Enhancing MPI for HPC Clouds: Case Study with Amazon AWS and Microsoft Azure
DescriptionCloud Virtual Machines (VM) and instances have become a new trend of HPC and will significantly change its future. This poster will introduce our recent efforts to provide MPI support and new designs for high performance computing (HPC) cloud platforms, including Amazon AWS and Microsoft Azure.

Amazon has recently announced a new network interface named Elastic Fabric Adapter (EFA) targeted towards tightly coupled HPC workloads. In this poster, we first take a high-level view of the features, capabilities and performance of the adapter. Next, we explore how EFA's transport models such as UD (Unreliable Datagram) and SRD (Scalable Reliable Datagram) impact the design of high performance MPI libraries. A new zero-copy design will be introduced as a transfer mechanism over unreliable and order-less channels. Performance results with the new design will be presented.

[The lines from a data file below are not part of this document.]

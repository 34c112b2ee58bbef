//! Tank G CLI - convert M-VAVE Tank G v2 presets between `.tkg` and YAML.

mod commands;

use clap::{Parser, Subcommand};
use std::process::ExitCode;
use tracing_subscriber::EnvFilter;

#[derive(Parser)]
#[command(name = "tankg")]
#[command(author, version, about = "Tank G preset converter", long_about = None)]
struct Cli {
    #[command(subcommand)]
    command: Commands,
}

#[derive(Subcommand)]
enum Commands {
    /// Convert a .tkg preset to YAML
    Tkg2yaml(commands::convert::ToYamlArgs),

    /// Convert a YAML preset to .tkg
    Yaml2tkg(commands::convert::ToTkgArgs),

    /// Convert between any binary and text preset formats
    Convert(commands::convert::ConvertArgs),

    /// Print a preset file as YAML
    Show(commands::show::ShowArgs),

    /// Edit preset fields with key=value pairs
    Set(commands::set::SetArgs),
}

fn main() -> ExitCode {
    tracing_subscriber::fmt()
        .with_env_filter(EnvFilter::try_from_default_env().unwrap_or_else(|_| "warn".into()))
        .with_writer(std::io::stderr)
        .init();

    let cli = Cli::parse();

    let result = match cli.command {
        Commands::Tkg2yaml(args) => commands::convert::run_to_yaml(args),
        Commands::Yaml2tkg(args) => commands::convert::run_to_tkg(args),
        Commands::Convert(args) => commands::convert::run(args),
        Commands::Show(args) => commands::show::run(args),
        Commands::Set(args) => commands::set::run(args),
    };

    match result {
        Ok(()) => ExitCode::SUCCESS,
        Err(err) => {
            eprintln!("Error: {err}");
            ExitCode::FAILURE
        }
    }
}
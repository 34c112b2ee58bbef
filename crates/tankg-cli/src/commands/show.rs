//! Print a preset as YAML.

use clap::Args;
use std::path::PathBuf;
use tankg_core::{read_preset, to_yaml};

/// Print a preset file in YAML form.
#[derive(Args)]
pub struct ShowArgs {
    /// Preset file (.tkg, .yaml, .yml, .json or .toml)
    pub input: PathBuf,
}

/// Run the show command.
pub fn run(args: ShowArgs) -> anyhow::Result<()> {
    let preset = read_preset(&args.input)?;

    if let Err(err) = preset.validate() {
        tracing::warn!(%err, "preset would not encode");
    }

    print!("{}", to_yaml(&preset)?);
    Ok(())
}
//! CLI command implementations.

pub mod common;
pub mod convert;
pub mod set;
pub mod show;
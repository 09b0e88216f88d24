//! # Product Catalog
//!
//! Barcode lookup and stock bookkeeping behind a trait seam.
//!
//! ```text
//! ┌──────────────────┐   find_by_barcode    ┌─────────────────────────┐
//! │ CheckoutSession  │ ───────────────────► │ impl ProductCatalog     │
//! │                  │   find_by_id         │  • InMemoryCatalog      │
//! │                  │ ───────────────────► │  • hosted document store│
//! │                  │   adjust_stock       │    (external)           │
//! │                  │ ───────────────────► │                         │
//! └──────────────────┘                      └─────────────────────────┘
//! ```

use std::collections::HashMap;

use shopfront_core::validation::validate_barcode;
use shopfront_core::{CoreError, CoreResult, Product};
use tracing::debug;

/// Lookup and inventory operations the checkout needs from product storage.
pub trait ProductCatalog {
    /// Finds a product by its barcode.
    ///
    /// Returns `CoreError::BarcodeNotFound` for unknown codes.
    fn find_by_barcode(&self, barcode: &str) -> CoreResult<Product>;

    /// Finds a product by id.
    fn find_by_id(&self, id: &str) -> CoreResult<Product>;

    /// Adds `delta` to the product's stock and returns the new level.
    ///
    /// Products that do not track inventory are left untouched and report
    /// `None`.
    fn adjust_stock(&mut self, id: &str, delta: i64) -> CoreResult<Option<i64>>;
}

/// Catalog held entirely in memory.
#[derive(Debug, Clone, Default)]
pub struct InMemoryCatalog {
    products: HashMap<String, Product>,
    by_barcode: HashMap<String, String>,
}

impl InMemoryCatalog {
    pub fn new() -> Self {
        Self::default()
    }

    /// Builds a catalog from a list of products.
    pub fn with_products<I>(products: I) -> Self
    where
        I: IntoIterator<Item = Product>,
    {
        let mut catalog = Self::new();
        for product in products {
            catalog.insert(product);
        }
        catalog
    }

    /// Inserts or replaces a product, re-indexing its barcode.
    pub fn insert(&mut self, product: Product) {
        if let Some(previous) = self.products.get(&product.id) {
            if let Some(code) = &previous.barcode {
                self.by_barcode.remove(code);
            }
        }
        if let Some(code) = &product.barcode {
            self.by_barcode.insert(code.clone(), product.id.clone());
        }
        self.products.insert(product.id.clone(), product);
    }

    pub fn len(&self) -> usize {
        self.products.len()
    }

    pub fn is_empty(&self) -> bool {
        self.products.is_empty()
    }
}

impl ProductCatalog for InMemoryCatalog {
    fn find_by_barcode(&self, barcode: &str) -> CoreResult<Product> {
        let barcode = barcode.trim();
        validate_barcode(barcode)?;

        self.by_barcode
            .get(barcode)
            .and_then(|id| self.products.get(id))
            .cloned()
            .ok_or_else(|| CoreError::BarcodeNotFound(barcode.to_string()))
    }

    fn find_by_id(&self, id: &str) -> CoreResult<Product> {
        self.products
            .get(id)
            .cloned()
            .ok_or_else(|| CoreError::ProductNotFound(id.to_string()))
    }

    fn adjust_stock(&mut self, id: &str, delta: i64) -> CoreResult<Option<i64>> {
        let product = self
            .products
            .get_mut(id)
            .ok_or_else(|| CoreError::ProductNotFound(id.to_string()))?;

        if !product.track_inventory {
            return Ok(None);
        }

        let current = product.current_stock.unwrap_or(0);
        let updated = current + delta;
        if updated < 0 && !product.allow_negative_stock {
            return Err(CoreError::InsufficientStock {
                sku: product.sku.clone(),
                available: current,
                requested: -delta,
            });
        }

        product.current_stock = Some(updated);
        debug!(sku = %product.sku, from = current, to = updated, "Stock adjusted");
        Ok(Some(updated))
    }
}
//! # Checkout Session
//!
//! Owns the invoice draft currently open on the form.
//!
//! ## Thread Safety
//! The session is wrapped in `Arc<Mutex<T>>` by [`SessionState`] because:
//! 1. The scan listener feeds barcodes from the keyboard path
//! 2. Form edits arrive from the UI path
//! 3. Only one of them should modify the draft at a time
//!
//! ## Draft Operations Flow
//! ```text
//! ┌─────────────────────────────────────────────────────────────────────────┐
//! │                    Draft Operations                                     │
//! │                                                                         │
//! │  Operator Action          Session Method          Draft Change          │
//! │  ───────────────          ──────────────          ────────────          │
//! │                                                                         │
//! │  Scan barcode ───────────► scan_barcode() ──────► line qty += 1        │
//! │                                                                         │
//! │  Change Quantity ────────► update_quantity() ───► items[i].qty = n     │
//! │                                                                         │
//! │  Edit discount / total ──► apply_edit() ────────► totals re-derived    │
//! │                                                                         │
//! │  Click Remove ───────────► remove_item() ───────► items.remove(i)      │
//! │                                                                         │
//! │  Generate Invoice ───────► submit() ────────────► Invoice + new draft  │
//! │                                                                         │
//! │  NOTE: every line change re-derives totals from the current discount %. │
//! └─────────────────────────────────────────────────────────────────────────┘
//! ```

use std::sync::{Arc, Mutex, PoisonError};

use chrono::Utc;
use shopfront_core::totals::TotalsEdit;
use shopfront_core::validation::{validate_line_count, validate_quantity, validate_submission};
use shopfront_core::{
    CoreError, Customer, EditedField, Invoice, InvoiceKind, InvoiceTotals, LineItem, Product,
    TaxRate, TotalsEngine, MAX_ITEM_QUANTITY, MAX_LINE_ITEMS,
};
use tracing::{debug, info};
use uuid::Uuid;

use crate::catalog::ProductCatalog;
use crate::config::CheckoutConfig;
use crate::error::{CheckoutError, CheckoutResult};

/// The invoice draft and the catalog it sells from.
///
/// ## Invariants
/// - Lines are unique by product id (adding the same product increases quantity)
/// - Quantity is always 1..=999 (setting 0 removes the line)
/// - At most 100 lines
/// - The tax rate is fixed for the lifetime of the session
#[derive(Debug)]
pub struct CheckoutSession<C> {
    catalog: C,
    kind: InvoiceKind,
    customer: Customer,
    engine: TotalsEngine,
    next_number: u64,
}

impl<C: ProductCatalog> CheckoutSession<C> {
    /// Opens an empty draft with a fixed tax rate.
    pub fn new(catalog: C, kind: InvoiceKind, tax_rate: TaxRate) -> Self {
        info!(%kind, tax_rate = %tax_rate.percentage(), "Checkout session opened");
        CheckoutSession {
            catalog,
            kind,
            customer: Customer::default(),
            engine: TotalsEngine::new(tax_rate),
            next_number: 1,
        }
    }

    /// Opens a draft of the configured default kind.
    pub fn from_config(catalog: C, config: &CheckoutConfig) -> Self {
        let kind = config.default_kind();
        Self::new(catalog, kind, config.tax_rate_for(kind))
    }

    // =========================================================================
    // Accessors
    // =========================================================================

    pub fn kind(&self) -> InvoiceKind {
        self.kind
    }

    pub fn tax_rate(&self) -> TaxRate {
        self.engine.tax_rate()
    }

    pub fn customer(&self) -> &Customer {
        &self.customer
    }

    pub fn items(&self) -> &[LineItem] {
        self.engine.items()
    }

    /// Current derived totals.
    pub fn totals(&self) -> InvoiceTotals {
        self.engine.totals()
    }

    pub fn last_edited(&self) -> EditedField {
        self.engine.last_edited()
    }

    pub fn is_empty(&self) -> bool {
        self.engine.items().is_empty()
    }

    pub fn catalog(&self) -> &C {
        &self.catalog
    }

    pub fn catalog_mut(&mut self) -> &mut C {
        &mut self.catalog
    }

    // =========================================================================
    // Line Operations
    // =========================================================================

    /// Looks up a scanned barcode and adds one unit of the product.
    pub fn scan_barcode(&mut self, barcode: &str) -> CheckoutResult<InvoiceTotals> {
        let product = self.catalog.find_by_barcode(barcode)?;
        debug!(barcode = %barcode, product_id = %product.id, "Barcode resolved");
        self.add_product(&product, 1)
    }

    /// Adds a product or increases its quantity if already on the draft.
    ///
    /// ## Returns
    /// - `Ok(totals)` with the re-derived totals
    /// - `Err` if the product is inactive, the quantity would exceed 999,
    ///   the draft is full, or stock does not cover the new quantity
    pub fn add_product(&mut self, product: &Product, quantity: u32) -> CheckoutResult<InvoiceTotals> {
        if !product.is_active {
            return Err(CoreError::ProductInactive(product.id.clone()).into());
        }
        validate_quantity(quantity)?;

        self.engine.update_line_items(|items| {
            let existing = items
                .iter_mut()
                .find(|item| item.product_id.as_deref() == Some(product.id.as_str()));

            if let Some(item) = existing {
                let new_qty = item.quantity.saturating_add(quantity);
                if new_qty > MAX_ITEM_QUANTITY {
                    return Err(CoreError::QuantityTooLarge {
                        requested: new_qty,
                        max: MAX_ITEM_QUANTITY,
                    });
                }
                check_stock(product, new_qty)?;
                item.quantity = new_qty;
                return Ok(());
            }

            validate_line_count(items.len()).map_err(|_| CoreError::DraftTooLarge {
                max: MAX_LINE_ITEMS,
            })?;
            check_stock(product, quantity)?;
            items.push(LineItem::from_product(product, quantity));
            Ok(())
        })?;

        debug!(product_id = %product.id, quantity, "Product added to draft");
        Ok(self.engine.totals())
    }

    /// Sets the quantity of a line.
    ///
    /// ## Behavior
    /// - If quantity is 0: removes the line
    /// - If the product is not on the draft: `ItemNotInDraft`
    pub fn update_quantity(&mut self, product_id: &str, quantity: u32) -> CheckoutResult<InvoiceTotals> {
        if quantity == 0 {
            return self.remove_item(product_id);
        }

        if quantity > MAX_ITEM_QUANTITY {
            return Err(CoreError::QuantityTooLarge {
                requested: quantity,
                max: MAX_ITEM_QUANTITY,
            }
            .into());
        }

        if !self
            .engine
            .items()
            .iter()
            .any(|item| item.product_id.as_deref() == Some(product_id))
        {
            return Err(CoreError::ItemNotInDraft(product_id.to_string()).into());
        }

        let product = self.catalog.find_by_id(product_id)?;
        check_stock(&product, quantity)?;

        self.engine.update_line_items(|items| {
            for item in items
                .iter_mut()
                .filter(|item| item.product_id.as_deref() == Some(product_id))
            {
                item.quantity = quantity;
            }
        });

        Ok(self.engine.totals())
    }

    /// Removes a line by product id.
    pub fn remove_item(&mut self, product_id: &str) -> CheckoutResult<InvoiceTotals> {
        let removed = self.engine.update_line_items(|items| {
            let before = items.len();
            items.retain(|item| item.product_id.as_deref() != Some(product_id));
            items.len() != before
        });

        if !removed {
            return Err(CoreError::ItemNotInDraft(product_id.to_string()).into());
        }

        debug!(product_id = %product_id, "Line removed");
        Ok(self.engine.totals())
    }

    // =========================================================================
    // Form Fields
    // =========================================================================

    /// Applies a discount or grand-total edit from the form.
    pub fn apply_edit(&mut self, edit: TotalsEdit) -> InvoiceTotals {
        self.engine.apply(edit)
    }

    pub fn set_customer(&mut self, customer: Customer) {
        self.customer = customer;
    }

    /// Discards the draft: lines, discount, and customer.
    pub fn clear(&mut self) {
        self.engine.reset();
        self.customer = Customer::default();
        debug!("Draft cleared");
    }

    // =========================================================================
    // Submission
    // =========================================================================

    /// Finalizes the draft into an [`Invoice`] and opens a fresh draft.
    ///
    /// ## Submission Flow
    /// ```text
    /// validate customer + lines ──► check stock for every line
    ///                                        │
    ///                                        ▼
    ///                               decrement tracked stock
    ///                                        │
    ///                                        ▼
    ///                         Invoice { id, number, totals, ... }
    ///                                        │
    ///                                        ▼
    ///                                  draft cleared
    /// ```
    ///
    /// On error the draft is left exactly as it was.
    pub fn submit(&mut self) -> CheckoutResult<Invoice> {
        let items = self.engine.items().to_vec();
        validate_submission(&self.customer, &items)?;

        let mut sold = Vec::new();
        for item in &items {
            if let Some(product_id) = &item.product_id {
                let product = self.catalog.find_by_id(product_id)?;
                check_stock(&product, item.quantity)?;
                sold.push((product_id.clone(), i64::from(item.quantity)));
            }
        }

        // Stock was checked above; a failure here leaves the catalog half updated
        for (product_id, quantity) in &sold {
            self.catalog.adjust_stock(product_id, -quantity).map_err(|e| {
                CheckoutError::Internal(format!("stock update for {} failed: {}", product_id, e))
            })?;
        }

        let invoice = Invoice {
            id: Uuid::new_v4().to_string(),
            number: format!("INV-{:06}", self.next_number),
            kind: self.kind,
            customer: Customer::new(self.customer.name.trim(), self.customer.phone.trim()),
            items,
            totals: self.engine.totals(),
            issued_at: Utc::now(),
        };
        self.next_number += 1;

        info!(
            invoice_id = %invoice.id,
            number = %invoice.number,
            lines = invoice.items.len(),
            grand_total = %invoice.totals.grand_total,
            "Invoice submitted"
        );

        self.clear();
        Ok(invoice)
    }
}

fn check_stock(product: &Product, quantity: u32) -> Result<(), CoreError> {
    let requested = i64::from(quantity);
    if product.can_sell(requested) {
        return Ok(());
    }
    Err(CoreError::InsufficientStock {
        sku: product.sku.clone(),
        available: product.current_stock.unwrap_or(0),
        requested,
    })
}

// =============================================================================
// Shared State
// =============================================================================

/// Shared handle to a checkout session.
///
/// ## Thread Safety
/// Uses `Arc<Mutex<CheckoutSession>>`:
/// - `Arc`: the scan callback and the form both hold a handle
/// - `Mutex`: only one of them modifies the draft at a time
///
/// A poisoned lock is recovered: the draft is plain data and every
/// operation leaves it consistent before it can panic.
#[derive(Debug)]
pub struct SessionState<C> {
    session: Arc<Mutex<CheckoutSession<C>>>,
}

impl<C> Clone for SessionState<C> {
    fn clone(&self) -> Self {
        SessionState {
            session: Arc::clone(&self.session),
        }
    }
}

impl<C: ProductCatalog> SessionState<C> {
    pub fn new(session: CheckoutSession<C>) -> Self {
        SessionState {
            session: Arc::new(Mutex::new(session)),
        }
    }

    /// Executes a function with read access to the session.
    ///
    /// ## Usage
    /// ```rust,ignore
    /// let totals = state.with_session(|s| s.totals());
    /// ```
    pub fn with_session<F, R>(&self, f: F) -> R
    where
        F: FnOnce(&CheckoutSession<C>) -> R,
    {
        let session = self.session.lock().unwrap_or_else(PoisonError::into_inner);
        f(&session)
    }

    /// Executes a function with write access to the session.
    ///
    /// ## Usage
    /// ```rust,ignore
    /// state.with_session_mut(|s| s.scan_barcode("8901234567890"))?;
    /// ```
    pub fn with_session_mut<F, R>(&self, f: F) -> R
    where
        F: FnOnce(&mut CheckoutSession<C>) -> R,
    {
        let mut session = self.session.lock().unwrap_or_else(PoisonError::into_inner);
        f(&mut session)
    }
}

Microsoft has also recently announced Azure HB and HC series VM targeted with InfiniBand for high performance computing cloud workloads. The second part of this poster will present optimizations done for both Azure HB and HC instances. The availability of a One-click easy and quick deployment scheme, with help from Microsoft Azure team, will be presented.

In remaining part of this poster, we show an in-depth performance evaluation and analysis of the new design with multiple benchmarks on both AWS and Azure.